In the embodiment shown in FIGS. 1 (a) and 1 (b), the third layer and the fourth layer are wound on the outer peripheral side. However, the third layer and the fourth layer should be wound on the inner peripheral side within a range where they do not abut the former 3. Is also possible. When the uppermost layer is on the inner peripheral side, it becomes easier to pass the wire rod 4 from the salient pole that has finished winding to the salient pole that starts winding.

In this embodiment, the wire diameter is 0.21 mm and the number of layers is four, but it is also possible to change these parameters within the range permitted by the winding space of the motor for optimum design.

[0024]

As described above, by winding such that the coil resistance value becomes smaller with respect to the number of turns of the coil, a motor having a large torque constant and a small coil resistance value, that is, There is an effect that it is possible to design a motor that is large in starting torque and maximum load torque and consumes less power, and that is suitable for miniaturization and thinning.

[Brief description of drawings]

FIG. 1A is a view for explaining one embodiment of the present invention,
FIG. 3B is a partial cross-sectional view of the laminated core of the motor, and FIG.

FIG. 2 is a graph showing calculation results of rotation speed-torque characteristics and current-torque characteristics of the motor shown in FIG.

3A is a partial cross-sectional view of a laminated core of a motor having a coil of a conventional example, and FIG. 3B is a partial plan view of the laminated core.

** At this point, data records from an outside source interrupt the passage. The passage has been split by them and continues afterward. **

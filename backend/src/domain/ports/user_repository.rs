//! Port abstraction for user persistence adapters and their errors.
//!
//! Every operation touches exactly one `users` row and runs inside its own
//! transaction in the adapter. Failures are reported per operation so callers
//! can tell a failed read from a failed write without inspecting messages.

use async_trait::async_trait;

use crate::domain::{DisplayName, User, UserId};

use super::define_port_error;

define_port_error! {
    /// Persistence errors raised by user repository adapters.
    ///
    /// Each variant is returned only after the enclosing transaction has been
    /// rolled back.
    pub enum UserPersistenceError {
        /// A lookup by identifier or name failed.
        Query { message: String } => "user query failed: {message}",
        /// Inserting a new user row failed.
        SaveQueryRow { message: String } => "saving user failed: {message}",
        /// Updating an existing user row failed.
        UpdateQuery { message: String } => "updating user failed: {message}",
        /// Deleting a user row failed.
        DeleteQuery { message: String } => "deleting user failed: {message}",
        /// The storage engine rejected a write because the name is already stored.
        NameConflict { name: String } => "display name already stored: {name}",
    }
}

/// Port for user storage and retrieval.
///
/// Read operations model absence as `Ok(None)`; only storage failures are
/// errors.
#[cfg_attr(test, mockall::automock)]
#[async_trait]
pub trait UserRepository: Send + Sync {
    /// Fetch a user by identifier.
    async fn find_by_id(&self, id: &UserId) -> Result<Option<User>, UserPersistenceError>;

    /// Fetch a user by exact display name.
    async fn find_by_name(&self, name: &DisplayName)
    -> Result<Option<User>, UserPersistenceError>;

    /// Insert a new user row.
    async fn save(&self, user: &User) -> Result<(), UserPersistenceError>;

    /// Overwrite the display name of the row matching `user.id()`.
    async fn update(&self, user: &User) -> Result<(), UserPersistenceError>;

    /// Remove the row matching `user.id()`.
    async fn delete(&self, user: &User) -> Result<(), UserPersistenceError>;
}
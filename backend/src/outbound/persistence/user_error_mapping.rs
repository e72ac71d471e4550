//! Translation of pool and Diesel failures into typed user persistence errors.
//!
//! The repository tags every call with a [`UserOperation`]; the operation
//! decides which [`UserPersistenceError`] variant a low-level failure becomes.

use std::fmt;

use diesel::result::{DatabaseErrorKind, Error as DieselError};
use tracing::debug;

use crate::domain::DisplayName;
use crate::domain::ports::UserPersistenceError;

use super::pool::PoolError;

/// Name of the unique constraint guarding `users.name`.
pub(crate) const NAME_UNIQUE_CONSTRAINT: &str = "users_name_key";

/// Repository operation a failure happened in.
#[derive(Debug, Clone, Copy, PartialEq, Eq)]
pub(crate) enum UserOperation {
    FindById,
    FindByName,
    Save,
    Update,
    Delete,
}

impl UserOperation {
    fn as_str(self) -> &'static str {
        match self {
            Self::FindById => "find_by_id",
            Self::FindByName => "find_by_name",
            Self::Save => "save",
            Self::Update => "update",
            Self::Delete => "delete",
        }
    }

    /// Wrap `message` in the error variant owned by this operation.
    pub(crate) fn failure(self, message: impl Into<String>) -> UserPersistenceError {
        match self {
            Self::FindById | Self::FindByName => UserPersistenceError::query(message),
            Self::Save => UserPersistenceError::save_query_row(message),
            Self::Update => UserPersistenceError::update_query(message),
            Self::Delete => UserPersistenceError::delete_query(message),
        }
    }

    fn writes_name(self) -> bool {
        matches!(self, Self::Save | Self::Update)
    }
}

impl fmt::Display for UserOperation {
    fn fmt(&self, f: &mut fmt::Formatter<'_>) -> fmt::Result {
        f.write_str(self.as_str())
    }
}

/// Map a pool checkout failure; the transaction never started.
pub(crate) fn map_pool_error(error: PoolError, operation: UserOperation) -> UserPersistenceError {
    let message = match error {
        PoolError::Checkout { message } | PoolError::Build { message } => message,
    };
    debug!(%operation, %message, "connection checkout failed");
    operation.failure(format!("connection unavailable: {message}"))
}

/// Map a Diesel failure raised inside a rolled-back transaction.
///
/// `name` is the display name being written, if any; a unique violation on
/// [`NAME_UNIQUE_CONSTRAINT`] during a write becomes
/// [`UserPersistenceError::NameConflict`].
pub(crate) fn map_diesel_error(
    error: DieselError,
    operation: UserOperation,
    name: Option<&DisplayName>,
) -> UserPersistenceError {
    match &error {
        DieselError::DatabaseError(kind, info) => {
            debug!(%operation, ?kind, message = info.message(), "diesel operation failed");
        }
        _ => debug!(%operation, error = %error, "diesel operation failed"),
    }

    match error {
        DieselError::NotFound => operation.failure("no user row matched"),
        DieselError::QueryBuilderError(_) => operation.failure("database query error"),
        DieselError::DatabaseError(DatabaseErrorKind::UniqueViolation, info)
            if operation.writes_name() && info.constraint_name() == Some(NAME_UNIQUE_CONSTRAINT) =>
        {
            match name {
                Some(name) => UserPersistenceError::name_conflict(name.as_ref()),
                None => operation.failure(format!("database error: {}", info.message())),
            }
        }
        DieselError::DatabaseError(DatabaseErrorKind::ClosedConnection, _) => {
            operation.failure("database connection error")
        }
        DieselError::DatabaseError(_, info) => {
            operation.failure(format!("database error: {}", info.message()))
        }
        other => operation.failure(other.to_string()),
    }
}
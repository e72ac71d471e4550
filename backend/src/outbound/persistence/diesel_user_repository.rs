//! PostgreSQL-backed `UserRepository` adapter.
//!
//! Every port call checks out one pooled connection and runs inside its own
//! transaction. The transaction commits only when the body returns `Ok`; any
//! error rolls it back and is mapped to the operation's typed error.

use async_trait::async_trait;
use diesel::prelude::*;
use diesel::result::Error as DieselError;
use diesel_async::AsyncConnection as _;
use diesel_async::scoped_futures::{ScopedBoxFuture, ScopedFutureExt as _};
use diesel_async::{AsyncPgConnection, RunQueryDsl};
use tracing::{debug, warn};

use crate::domain::ports::{UserPersistenceError, UserRepository};
use crate::domain::{DisplayName, User, UserId};

use super::models::{NewUserRow, UserRename, UserRow};
use super::pool::DbPool;
use super::schema::users;
use super::user_error_mapping::{UserOperation, map_diesel_error, map_pool_error};

/// Diesel-backed implementation of the user repository port.
#[derive(Clone)]
pub struct DieselUserRepository {
    pool: DbPool,
}

impl DieselUserRepository {
    /// Create a new repository with the given connection pool.
    pub fn new(pool: DbPool) -> Self {
        Self { pool }
    }

    /// Run `body` in a fresh transaction on a pooled connection.
    ///
    /// `name` is the display name being written, used to report schema-level
    /// name conflicts.
    async fn in_transaction<'a, T, F>(
        &self,
        operation: UserOperation,
        name: Option<&DisplayName>,
        body: F,
    ) -> Result<T, UserPersistenceError>
    where
        F: for<'r> FnOnce(
                &'r mut AsyncPgConnection,
            ) -> ScopedBoxFuture<'a, 'r, Result<T, DieselError>>
            + Send
            + 'a,
        T: Send + 'a,
    {
        let mut pooled = self
            .pool
            .get()
            .await
            .map_err(|err| map_pool_error(err, operation))?;
        let conn: &mut AsyncPgConnection = &mut pooled;

        conn.transaction(body).await.map_err(|err| {
            let mapped = map_diesel_error(err, operation, name);
            debug!(%operation, kind = mapped.kind(), "transaction rolled back");
            mapped
        })
    }
}

/// Zero affected rows means the target vanished; fail so the transaction
/// rolls back.
fn require_affected(affected: usize) -> Result<(), DieselError> {
    if affected == 0 {
        Err(DieselError::NotFound)
    } else {
        Ok(())
    }
}

fn id_of(user: &User) -> &str {
    user.id().as_ref()
}

fn name_of(user: &User) -> &str {
    user.display_name().as_ref()
}

fn row_to_user(row: UserRow, operation: UserOperation) -> Result<User, UserPersistenceError> {
    User::try_from_strings(&row.id, &row.name).map_err(|err| {
        warn!(user_id = %row.id, error = %err, "stored user row failed validation");
        operation.failure(format!("stored user row is invalid: {err}"))
    })
}

#[async_trait]
impl UserRepository for DieselUserRepository {
    async fn find_by_id(&self, id: &UserId) -> Result<Option<User>, UserPersistenceError> {
        let operation = UserOperation::FindById;
        let id: &str = id.as_ref();
        let row = self
            .in_transaction(operation, None, |conn| {
                async move {
                    users::table
                        .filter(users::id.eq(id))
                        .select(UserRow::as_select())
                        .first(conn)
                        .await
                        .optional()
                }
                .scope_boxed()
            })
            .await?;

        row.map(|row| row_to_user(row, operation)).transpose()
    }

    async fn find_by_name(
        &self,
        name: &DisplayName,
    ) -> Result<Option<User>, UserPersistenceError> {
        let operation = UserOperation::FindByName;
        let name: &str = name.as_ref();
        let row = self
            .in_transaction(operation, None, |conn| {
                async move {
                    users::table
                        .filter(users::name.eq(name))
                        .select(UserRow::as_select())
                        .first(conn)
                        .await
                        .optional()
                }
                .scope_boxed()
            })
            .await?;

        row.map(|row| row_to_user(row, operation)).transpose()
    }

    async fn save(&self, user: &User) -> Result<(), UserPersistenceError> {
        self.in_transaction(UserOperation::Save, Some(user.display_name()), |conn| {
            async move {
                let row = NewUserRow {
                    id: id_of(user),
                    name: name_of(user),
                };
                diesel::insert_into(users::table)
                    .values(&row)
                    .execute(conn)
                    .await?;
                Ok(())
            }
            .scope_boxed()
        })
        .await
    }

    async fn update(&self, user: &User) -> Result<(), UserPersistenceError> {
        self.in_transaction(UserOperation::Update, Some(user.display_name()), |conn| {
            async move {
                let changes = UserRename {
                    name: name_of(user),
                };
                let affected = diesel::update(users::table.filter(users::id.eq(id_of(user))))
                    .set(&changes)
                    .execute(conn)
                    .await?;
                require_affected(affected)
            }
            .scope_boxed()
        })
        .await
    }

    async fn delete(&self, user: &User) -> Result<(), UserPersistenceError> {
        self.in_transaction(UserOperation::Delete, None, |conn| {
            async move {
                let affected = diesel::delete(users::table.filter(users::id.eq(id_of(user))))
                    .execute(conn)
                    .await?;
                require_affected(affected)
            }
            .scope_boxed()
        })
        .await
    }
}
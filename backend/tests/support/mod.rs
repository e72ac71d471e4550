//! Shared helpers for the registry integration suites.
//!
//! Each file under `tests/` compiles as its own crate, so suites pull these in
//! with `mod support;` and use only what they need.

pub mod cluster_skip;
pub mod embedded_postgres;

pub use cluster_skip::with_test_cluster;
pub use embedded_postgres::{
    count_users, drop_users_table, migrate_schema, provision_template_database,
};

/// Render a `postgres` error with its SQLSTATE and server message.
///
/// `postgres::Error`'s `Display` collapses server errors to `db error`, which
/// hides the useful part in CI logs.
pub fn format_postgres_error(error: &postgres::Error) -> String {
    let Some(db_error) = error.as_db_error() else {
        return error.to_string();
    };

    let mut summary = format!(
        "postgres error {:?}: {}",
        db_error.code(),
        db_error.message()
    );

    if let Some(detail) = db_error.detail() {
        summary.push_str("; detail: ");
        summary.push_str(detail);
    }

    if let Some(hint) = db_error.hint() {
        summary.push_str("; hint: ");
        summary.push_str(hint);
    }

    summary
}
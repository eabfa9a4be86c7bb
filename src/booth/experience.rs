//! The capture modes offered for an event.

use std::fmt;
use std::path::Path;
use std::time::Duration;

use crate::api::MediaType;
use crate::media::{FfmpegVideoWriter, FrameWriter, GifMode, GifWriter};

/// What the camera view captures.
#[derive(Debug, Clone, Copy, PartialEq, Eq, Default)]
pub enum Experience {
    #[default]
    Photo,
    Gif,
    Video,
    Boomerang,
}

impl Experience {
    /// In the order the selection screen shows them.
    pub const ALL: [Experience; 4] = [
        Experience::Photo,
        Experience::Gif,
        Experience::Video,
        Experience::Boomerang,
    ];

    pub fn parse(s: &str) -> Option<Self> {
        match s.trim().to_lowercase().as_str() {
            "photo" => Some(Experience::Photo),
            "gif" => Some(Experience::Gif),
            "video" => Some(Experience::Video),
            "boomerang" => Some(Experience::Boomerang),
            _ => None,
        }
    }

    /// Mode name as used in routes.
    pub fn as_str(self) -> &'static str {
        match self {
            Experience::Photo => "photo",
            Experience::Gif => "gif",
            Experience::Video => "video",
            Experience::Boomerang => "boomerang",
        }
    }

    pub fn title(self) -> &'static str {
        match self {
            Experience::Photo => "Photo",
            Experience::Gif => "GIF",
            Experience::Video => "Video",
            Experience::Boomerang => "Boomerang",
        }
    }

    pub fn description(self) -> &'static str {
        match self {
            Experience::Photo => "Take a photo with our professional camera setup",
            Experience::Gif => "Create an animated GIF with multiple photos",
            Experience::Video => "Record a short video message",
            Experience::Boomerang => "Create a fun boomerang loop",
        }
    }

    /// Recordings in this mode stop by themselves after this long.
    pub fn auto_stop(self) -> Option<Duration> {
        match self {
            Experience::Gif => Some(Duration::from_secs(5)),
            Experience::Boomerang => Some(Duration::from_secs(3)),
            Experience::Photo | Experience::Video => None,
        }
    }

    /// Whether Space starts a recording rather than taking a photo.
    pub fn records(self) -> bool {
        self != Experience::Photo
    }

    pub fn media_type(self) -> MediaType {
        match self {
            Experience::Photo => MediaType::Photo,
            Experience::Gif => MediaType::Gif,
            Experience::Video => MediaType::Video,
            Experience::Boomerang => MediaType::Boomerang,
        }
    }

    /// File name prefix and extension of captured files.
    pub fn file_parts(self) -> (&'static str, &'static str) {
        match self {
            Experience::Photo => ("photo", "jpg"),
            Experience::Gif => ("gif", "gif"),
            Experience::Video => ("video", "mp4"),
            Experience::Boomerang => ("boomerang", "gif"),
        }
    }

    /// Writer for a recording in this mode, or `None` for photos.
    pub fn writer(self, path: &Path) -> Option<Box<dyn FrameWriter>> {
        match self {
            Experience::Photo => None,
            Experience::Video => Some(Box::new(FfmpegVideoWriter::new(path))),
            Experience::Gif => Some(Box::new(GifWriter::new(path, GifMode::Forward))),
            Experience::Boomerang => Some(Box::new(GifWriter::new(path, GifMode::Boomerang))),
        }
    }

    /// Status text once a recording in this mode is done.
    pub fn finished_message(self, duration: Duration) -> String {
        match self {
            Experience::Gif => "GIF created".to_string(),
            Experience::Boomerang => "Boomerang created".to_string(),
            Experience::Photo | Experience::Video => {
                format!("Video recorded ({:.1}s)", duration.as_secs_f64())
            }
        }
    }
}

impl fmt::Display for Experience {
    fn fmt(&self, f: &mut fmt::Formatter<'_>) -> fmt::Result {
        f.write_str(self.title())
    }
}

#[cfg(test)]
mod tests {
    use super::*;

    #[test]
    fn test_parse_and_as_str() {
        for experience in Experience::ALL {
            assert_eq!(Experience::parse(experience.as_str()), Some(experience));
        }
        assert_eq!(Experience::parse(" GIF "), Some(Experience::Gif));
        assert_eq!(Experience::parse("panorama"), None);
    }

    #[test]
    fn test_auto_stop_limits() {
        assert_eq!(Experience::Gif.auto_stop(), Some(Duration::from_secs(5)));
        assert_eq!(Experience::Boomerang.auto_stop(), Some(Duration::from_secs(3)));
        assert_eq!(Experience::Video.auto_stop(), None);
        assert_eq!(Experience::Photo.auto_stop(), None);
    }

    #[test]
    fn test_only_photo_does_not_record() {
        assert!(!Experience::Photo.records());
        assert!(Experience::Photo.writer(Path::new("/tmp/x.jpg")).is_none());
        for experience in [Experience::Gif, Experience::Video, Experience::Boomerang] {
            assert!(experience.records());
            assert!(experience.writer(Path::new("/tmp/x")).is_some());
        }
    }

    #[test]
    fn test_file_parts_and_media_type() {
        assert_eq!(Experience::Boomerang.file_parts(), ("boomerang", "gif"));
        assert_eq!(Experience::Video.file_parts(), ("video", "mp4"));
        assert_eq!(Experience::Gif.media_type(), MediaType::Gif);
    }

    #[test]
    fn test_finished_message() {
        assert_eq!(
            Experience::Video.finished_message(Duration::from_millis(4260)),
            "Video recorded (4.3s)"
        );
        assert_eq!(Experience::Gif.finished_message(Duration::ZERO), "GIF created");
        assert_eq!(
            Experience::Boomerang.finished_message(Duration::ZERO),
            "Boomerang created"
        );
    }
}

FIG. 4 is a graph showing calculation results of a rotation speed-torque characteristic and a current-torque characteristic of a motor having a conventional coil.

[Explanation of symbols]

 1 core 2 laminated core 3 former 4 wire rod 6,12 coil 201,202,203 salient pole 8,9,14,15 rpm-torque characteristic

Claims (2)

[Claims] 1. An electromagnetic rotating machine having a core with salient poles and generating a rotating magnetic field by a multiphase alternating current flowing through a coil wound around a salient pole of each phase using a winding jig such as a former or a nozzle. In the above, the coil wound around each salient pole of each phase is formed of two or more winding layers, and among the winding layers adjacent to each other, the number of turns of the upper layer is smaller than that of the lower layer and The winding layer has at least one coil portion wound at a position radially outward from the center of the core with respect to the adjacent lower winding layer, and is for generating a rotating magnetic field wound around the salient pole. The outer shape of the coil is such that it does not hinder the radial reciprocating motion of the winding jig with respect to the salient pole when the winding of the rotating magnetic field generating coil is wound around the adjacent salient pole by using the winding jig. Generation of rotating magnetic field of electromagnetic rotating machine limited to Coil. 2. The coil for generating a rotating magnetic field according to claim 1, wherein the number of turns of the lower layer of the coil for generating a rotating magnetic field is the maximum possible number of turns with respect to a winding range of the salient pole in the radial direction.